Аналог из социальной жизни напрашивается сам собой. Сталинские массовые репрессии, направленные часто против тех, кто ощущал себя преданным сторонником коммунистического режима или, по меньшей мере, коммунистической идеи, создавали ситуации, воспринимавшиеся как абсурдные. В этом смысле в лучшем положении оказывались сознательные противники режима, ясно представлявшие себе его античеловеческую направленность. (В произведениях В.Т. Шаламова и А.И. Солженицына можно найти разоблачение зверств режима, но не растерянность авторов от бессмысленности происходящего. Для них ход событий имеет ясное объяснение. Это не значит, что они признают справедливость репрессий - они видят в них отчетливую логику зла, вырвавшегося из-под контроля морального закона и обретшего способность навязать миру свои правила действий. Наоборот, лояльные жертвы трагически воспринимали происходящее как чудовищную нелепость, как бессмыслицу выдвигаемых против них обвинений в шпионаже, диверсиях и терроре.
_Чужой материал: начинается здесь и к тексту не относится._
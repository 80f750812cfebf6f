//! The deployment state machine.
//!
//! Stages run strictly in order. Each stage's output is recorded in the run
//! state before the next stage starts, and every stage appends exactly one
//! [`StageResult`]. A fatal failure moves the machine to
//! [`PipelineState::Aborted`]; a reduced report is still written so the
//! resources created so far can be torn down.

use super::report::{DeploymentReport, TerminalState};
use crate::clients::{BuildContext, CloudApi, ImageRef, ImageRegistry, KubeApi};
use crate::config::{Credentials, DeployConfig, NodeTimeoutPolicy};
use crate::context::{InfrastructureHandle, RunContext};
use crate::core::{DeployStage, StageResult, StageStatus};
use crate::errors::{DeployError, Result};
use crate::events::{
    EventSink, NoOpEventSink, PIPELINE_FINISHED, STAGE_COMPLETED, STAGE_FAILED, STAGE_STARTED,
};
use crate::manifests::{ManifestSource, TemplateVars};
use crate::polling::{CancellationToken, PollOutcome};
use crate::provision::InfrastructureProvisioner;
use crate::reconcile::ManifestReconciler;
use crate::tools::{ExecEnv, KubeAccess};
use chrono::Utc;
use serde_json::{json, Value};
use std::collections::BTreeMap;
use std::fmt;
use std::path::Path;
use std::sync::Arc;
use tokio::time::Instant;
use tracing::{error, info, info_span, warn, Instrument};

/// Tag pushed alongside the versioned tag.
pub const LATEST_TAG: &str = "latest";

/// Where the deployment state machine is.
#[derive(Debug, Clone, Copy, PartialEq, Eq, Hash)]
pub enum PipelineState {
    /// Building the image.
    BuildImage,
    /// Pushing the image.
    PushImage,
    /// Creating cloud resources.
    ProvisionInfrastructure,
    /// Waiting for worker nodes.
    WaitForNodes,
    /// Applying manifests.
    ApplyManifests,
    /// Waiting for pods.
    VerifyPods,
    /// Serializing the report.
    WriteReport,
    /// Terminal: the full report was written.
    ReportWritten,
    /// Terminal: a fatal failure stopped the run.
    Aborted,
}

impl PipelineState {
    /// Returns the stage this state runs, if any.
    #[must_use]
    pub fn stage(self) -> Option<DeployStage> {
        match self {
            Self::BuildImage => Some(DeployStage::BuildImage),
            Self::PushImage => Some(DeployStage::PushImage),
            Self::ProvisionInfrastructure => Some(DeployStage::ProvisionInfrastructure),
            Self::WaitForNodes => Some(DeployStage::WaitForNodes),
            Self::ApplyManifests => Some(DeployStage::ApplyManifests),
            Self::VerifyPods => Some(DeployStage::VerifyPods),
            Self::WriteReport => Some(DeployStage::WriteReport),
            Self::ReportWritten | Self::Aborted => None,
        }
    }

    /// Returns the state after this one completes without a fatal failure.
    #[must_use]
    pub fn next(self) -> Self {
        match self {
            Self::BuildImage => Self::PushImage,
            Self::PushImage => Self::ProvisionInfrastructure,
            Self::ProvisionInfrastructure => Self::WaitForNodes,
            Self::WaitForNodes => Self::ApplyManifests,
            Self::ApplyManifests => Self::VerifyPods,
            Self::VerifyPods => Self::WriteReport,
            Self::WriteReport | Self::ReportWritten => Self::ReportWritten,
            Self::Aborted => Self::Aborted,
        }
    }
}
Отсюда стремление убедить себя в виновности других жертв, чтобы найти объяснение случившемуся с ними самими в случайной ошибке.)

Рассмотренные нами два случая искушения абсурдом преодолеваются не путем реконструкции его логики - эта логика сама по себе нисколько от абсурда не защищает. Немало людей понимали эту логику и принимали ее в качестве закона жизни. Тем самым они становились винтиками той же дьявольской машины, хотя это не гарантировало от того, чтобы стать ее же жертвой.

Защиту от абсурда дает только способность вырваться за пределы этой логики в область, где царит смысл. Эта способность основана на вере в существование смысла. Иов верит, что Бог не бездушный гонитель, наказывающий его за несуществующую (по крайней мере, несоразмерную испытываемым мучениям) вину. И это дает ему энергию вопрошания, энергию Богоборчества, которое оказалось Богоугодный поведением. Это подвиг веры. Структурно схожим образом человек, пытающийся найти отсутствующий смысл в некоем тексте или феномене, если он упорно не готов согласиться считать абсурд правомерным, способен приложить максимум усилий, чтобы найти тот контекст, в котором сам факт образования бессмыслицы может быть понят и погружен в осмысленный контекст.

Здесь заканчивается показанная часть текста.